About this task
Under this line are the records; write out word for word the part that begins at the line containing "let dest_w = scaled_w;" and ends at the line containing "let g = ((*p", and no more.

Saved entries
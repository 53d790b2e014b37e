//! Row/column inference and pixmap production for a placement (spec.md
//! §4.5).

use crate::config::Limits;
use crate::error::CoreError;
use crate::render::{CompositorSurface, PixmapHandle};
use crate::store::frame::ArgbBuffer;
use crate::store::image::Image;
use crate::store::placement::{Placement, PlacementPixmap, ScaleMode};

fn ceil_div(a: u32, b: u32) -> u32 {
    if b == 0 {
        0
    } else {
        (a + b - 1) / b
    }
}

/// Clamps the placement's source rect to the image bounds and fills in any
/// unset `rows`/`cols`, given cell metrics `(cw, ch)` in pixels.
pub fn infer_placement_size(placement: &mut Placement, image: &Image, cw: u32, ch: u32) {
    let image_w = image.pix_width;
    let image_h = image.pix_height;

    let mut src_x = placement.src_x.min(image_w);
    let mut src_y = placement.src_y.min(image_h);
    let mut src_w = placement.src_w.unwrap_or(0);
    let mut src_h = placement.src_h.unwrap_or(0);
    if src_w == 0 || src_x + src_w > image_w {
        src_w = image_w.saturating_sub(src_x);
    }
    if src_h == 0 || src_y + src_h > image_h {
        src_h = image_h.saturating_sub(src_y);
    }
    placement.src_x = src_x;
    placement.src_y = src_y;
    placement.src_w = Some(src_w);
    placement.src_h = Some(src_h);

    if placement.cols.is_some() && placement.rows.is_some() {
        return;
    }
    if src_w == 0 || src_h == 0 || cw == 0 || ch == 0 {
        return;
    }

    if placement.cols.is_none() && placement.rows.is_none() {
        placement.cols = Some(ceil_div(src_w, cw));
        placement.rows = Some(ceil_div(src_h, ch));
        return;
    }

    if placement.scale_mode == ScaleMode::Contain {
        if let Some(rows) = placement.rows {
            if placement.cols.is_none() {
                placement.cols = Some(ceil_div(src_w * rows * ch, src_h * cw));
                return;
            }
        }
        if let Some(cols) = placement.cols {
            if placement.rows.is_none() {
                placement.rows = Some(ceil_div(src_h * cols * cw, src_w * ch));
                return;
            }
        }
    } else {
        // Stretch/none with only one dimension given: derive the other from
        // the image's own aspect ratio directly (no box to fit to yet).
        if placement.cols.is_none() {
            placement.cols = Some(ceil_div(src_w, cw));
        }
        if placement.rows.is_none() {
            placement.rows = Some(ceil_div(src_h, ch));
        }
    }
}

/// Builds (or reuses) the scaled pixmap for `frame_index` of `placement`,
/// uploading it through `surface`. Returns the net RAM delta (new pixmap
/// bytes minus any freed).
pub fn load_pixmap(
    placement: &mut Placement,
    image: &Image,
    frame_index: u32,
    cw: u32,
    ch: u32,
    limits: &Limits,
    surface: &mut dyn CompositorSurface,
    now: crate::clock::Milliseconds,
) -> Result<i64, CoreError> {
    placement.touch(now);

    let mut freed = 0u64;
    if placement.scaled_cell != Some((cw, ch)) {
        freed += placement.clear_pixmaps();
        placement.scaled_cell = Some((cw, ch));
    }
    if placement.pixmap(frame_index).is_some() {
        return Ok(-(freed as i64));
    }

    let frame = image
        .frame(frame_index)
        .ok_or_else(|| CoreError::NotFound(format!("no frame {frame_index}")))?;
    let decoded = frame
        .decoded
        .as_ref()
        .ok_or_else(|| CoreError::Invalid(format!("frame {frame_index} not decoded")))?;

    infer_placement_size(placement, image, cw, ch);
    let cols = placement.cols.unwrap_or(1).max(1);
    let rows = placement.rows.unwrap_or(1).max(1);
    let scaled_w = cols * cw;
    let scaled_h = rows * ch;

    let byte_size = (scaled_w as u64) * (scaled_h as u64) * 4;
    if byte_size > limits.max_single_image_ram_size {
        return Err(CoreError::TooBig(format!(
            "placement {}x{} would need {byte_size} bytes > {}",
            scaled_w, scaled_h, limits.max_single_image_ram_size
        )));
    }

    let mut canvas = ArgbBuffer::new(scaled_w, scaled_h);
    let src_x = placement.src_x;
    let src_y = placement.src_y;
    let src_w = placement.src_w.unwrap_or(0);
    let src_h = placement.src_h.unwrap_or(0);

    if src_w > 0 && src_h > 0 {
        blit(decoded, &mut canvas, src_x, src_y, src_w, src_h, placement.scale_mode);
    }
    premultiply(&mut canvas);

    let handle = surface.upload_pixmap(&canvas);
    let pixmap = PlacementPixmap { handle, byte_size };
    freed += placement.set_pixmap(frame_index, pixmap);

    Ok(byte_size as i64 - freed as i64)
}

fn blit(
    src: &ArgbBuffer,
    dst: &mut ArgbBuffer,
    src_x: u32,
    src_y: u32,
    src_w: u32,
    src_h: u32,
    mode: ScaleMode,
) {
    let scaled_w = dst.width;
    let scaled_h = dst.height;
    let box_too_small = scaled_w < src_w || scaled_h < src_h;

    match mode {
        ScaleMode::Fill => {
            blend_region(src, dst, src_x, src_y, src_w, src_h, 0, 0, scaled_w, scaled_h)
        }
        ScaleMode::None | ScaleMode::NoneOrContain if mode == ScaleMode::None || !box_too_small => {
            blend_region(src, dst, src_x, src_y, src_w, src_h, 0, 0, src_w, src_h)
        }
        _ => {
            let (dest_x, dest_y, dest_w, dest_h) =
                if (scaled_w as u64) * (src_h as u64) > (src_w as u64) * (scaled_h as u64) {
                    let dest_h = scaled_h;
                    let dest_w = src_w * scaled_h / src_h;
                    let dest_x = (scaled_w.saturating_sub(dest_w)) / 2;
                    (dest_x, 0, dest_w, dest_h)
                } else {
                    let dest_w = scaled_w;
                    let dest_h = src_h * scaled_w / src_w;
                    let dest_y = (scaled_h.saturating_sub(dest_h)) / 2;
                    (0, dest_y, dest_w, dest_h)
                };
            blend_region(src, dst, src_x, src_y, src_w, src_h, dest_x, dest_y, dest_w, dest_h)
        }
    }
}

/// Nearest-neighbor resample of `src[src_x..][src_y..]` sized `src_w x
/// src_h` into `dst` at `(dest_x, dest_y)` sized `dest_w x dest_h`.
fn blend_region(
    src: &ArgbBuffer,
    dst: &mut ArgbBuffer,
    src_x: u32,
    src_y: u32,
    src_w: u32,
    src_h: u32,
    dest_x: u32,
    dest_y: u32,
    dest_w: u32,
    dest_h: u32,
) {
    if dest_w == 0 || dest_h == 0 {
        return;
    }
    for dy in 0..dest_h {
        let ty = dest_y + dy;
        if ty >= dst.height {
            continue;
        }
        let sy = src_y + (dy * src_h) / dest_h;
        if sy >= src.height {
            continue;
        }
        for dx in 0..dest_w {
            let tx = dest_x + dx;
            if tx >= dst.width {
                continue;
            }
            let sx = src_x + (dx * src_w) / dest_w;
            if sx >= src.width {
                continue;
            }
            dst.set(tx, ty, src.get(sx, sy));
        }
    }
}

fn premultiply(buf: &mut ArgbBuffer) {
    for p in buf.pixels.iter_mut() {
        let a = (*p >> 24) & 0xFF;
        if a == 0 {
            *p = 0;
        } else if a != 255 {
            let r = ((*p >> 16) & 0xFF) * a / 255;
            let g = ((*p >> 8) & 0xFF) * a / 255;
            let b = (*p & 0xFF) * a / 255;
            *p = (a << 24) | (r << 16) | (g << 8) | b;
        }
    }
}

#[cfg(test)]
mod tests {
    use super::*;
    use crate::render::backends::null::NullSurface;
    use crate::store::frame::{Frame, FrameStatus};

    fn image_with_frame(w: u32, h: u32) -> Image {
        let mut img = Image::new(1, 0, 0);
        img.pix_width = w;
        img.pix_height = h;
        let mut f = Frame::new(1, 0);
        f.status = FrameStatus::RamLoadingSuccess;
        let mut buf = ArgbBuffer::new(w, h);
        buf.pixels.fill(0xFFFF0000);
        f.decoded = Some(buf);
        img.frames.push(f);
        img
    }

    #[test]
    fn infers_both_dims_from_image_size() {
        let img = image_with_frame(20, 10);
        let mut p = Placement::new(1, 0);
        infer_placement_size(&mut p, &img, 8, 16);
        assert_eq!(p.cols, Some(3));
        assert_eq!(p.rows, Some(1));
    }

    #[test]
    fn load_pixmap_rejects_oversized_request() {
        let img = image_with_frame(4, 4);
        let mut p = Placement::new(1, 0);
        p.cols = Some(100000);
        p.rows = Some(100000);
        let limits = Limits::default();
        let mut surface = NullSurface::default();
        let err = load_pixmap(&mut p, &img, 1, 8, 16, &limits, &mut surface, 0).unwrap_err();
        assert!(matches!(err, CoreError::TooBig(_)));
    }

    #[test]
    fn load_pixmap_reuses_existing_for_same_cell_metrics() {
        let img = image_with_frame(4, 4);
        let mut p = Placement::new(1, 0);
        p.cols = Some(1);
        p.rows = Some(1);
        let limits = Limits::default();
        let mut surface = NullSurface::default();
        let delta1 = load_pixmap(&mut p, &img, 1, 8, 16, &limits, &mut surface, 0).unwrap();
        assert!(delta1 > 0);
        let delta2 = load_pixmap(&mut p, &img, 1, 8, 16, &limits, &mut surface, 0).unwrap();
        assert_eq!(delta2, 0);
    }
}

* * *

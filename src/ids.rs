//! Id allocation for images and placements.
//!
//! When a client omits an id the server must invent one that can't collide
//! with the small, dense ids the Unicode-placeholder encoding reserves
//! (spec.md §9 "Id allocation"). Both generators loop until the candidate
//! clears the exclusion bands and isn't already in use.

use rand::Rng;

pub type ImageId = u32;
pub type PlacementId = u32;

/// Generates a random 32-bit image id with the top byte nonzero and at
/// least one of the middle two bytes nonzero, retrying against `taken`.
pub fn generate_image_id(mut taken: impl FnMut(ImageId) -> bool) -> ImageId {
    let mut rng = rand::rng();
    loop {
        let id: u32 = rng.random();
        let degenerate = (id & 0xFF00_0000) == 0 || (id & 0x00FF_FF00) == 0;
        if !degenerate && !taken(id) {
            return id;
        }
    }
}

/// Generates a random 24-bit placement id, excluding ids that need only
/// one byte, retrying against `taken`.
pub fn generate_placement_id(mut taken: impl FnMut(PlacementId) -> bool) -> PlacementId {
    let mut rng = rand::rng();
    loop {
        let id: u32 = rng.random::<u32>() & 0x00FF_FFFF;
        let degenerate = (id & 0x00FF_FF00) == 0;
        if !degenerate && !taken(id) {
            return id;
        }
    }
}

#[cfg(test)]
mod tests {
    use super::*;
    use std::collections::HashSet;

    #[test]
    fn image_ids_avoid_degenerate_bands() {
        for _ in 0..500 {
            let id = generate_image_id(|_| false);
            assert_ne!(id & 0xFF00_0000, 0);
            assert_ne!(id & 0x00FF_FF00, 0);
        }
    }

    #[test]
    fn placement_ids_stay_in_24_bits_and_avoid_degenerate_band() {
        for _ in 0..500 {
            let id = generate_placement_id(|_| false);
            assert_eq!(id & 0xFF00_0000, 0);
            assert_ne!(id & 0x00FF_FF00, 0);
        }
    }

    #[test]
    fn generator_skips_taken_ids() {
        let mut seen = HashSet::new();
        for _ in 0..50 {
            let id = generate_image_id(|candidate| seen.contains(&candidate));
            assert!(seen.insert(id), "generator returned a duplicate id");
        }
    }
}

Written response
                    let dest_w = scaled_w;
                    let dest_h = src_h * scaled_w / src_w;
                    let dest_y = (scaled_h.saturating_sub(dest_h)) / 2;
                    (0, dest_y, dest_w, dest_h)
                };
            blend_region(src, dst, src_x, src_y, src_w, src_h, dest_x, dest_y, dest_w, dest_h)
        }
    }
}

/// Nearest-neighbor resample of `src[src_x..][src_y..]` sized `src_w x
/// src_h` into `dst` at `(dest_x, dest_y)` sized `dest_w x dest_h`.
fn blend_region(
    src: &ArgbBuffer,
    dst: &mut ArgbBuffer,
    src_x: u32,
    src_y: u32,
    src_w: u32,
    src_h: u32,
    dest_x: u32,
    dest_y: u32,
    dest_w: u32,
    dest_h: u32,
) {
    if dest_w == 0 || dest_h == 0 {
        return;
    }
    for dy in 0..dest_h {
        let ty = dest_y + dy;
        if ty >= dst.height {
            continue;
        }
        let sy = src_y + (dy * src_h) / dest_h;
        if sy >= src.height {
            continue;
        }
        for dx in 0..dest_w {
            let tx = dest_x + dx;
            if tx >= dst.width {
                continue;
            }
            let sx = src_x + (dx * src_w) / dest_w;
            if sx >= src.width {
                continue;
            }
            dst.set(tx, ty, src.get(sx, sy));
        }
    }
}

fn premultiply(buf: &mut ArgbBuffer) {
    for p in buf.pixels.iter_mut() {
        let a = (*p >> 24) & 0xFF;
        if a == 0 {
            *p = 0;
        } else if a != 255 {
            let r = ((*p >> 16) & 0xFF) * a / 255;
            let g = ((*p >> 8) & 0xFF) * a / 255;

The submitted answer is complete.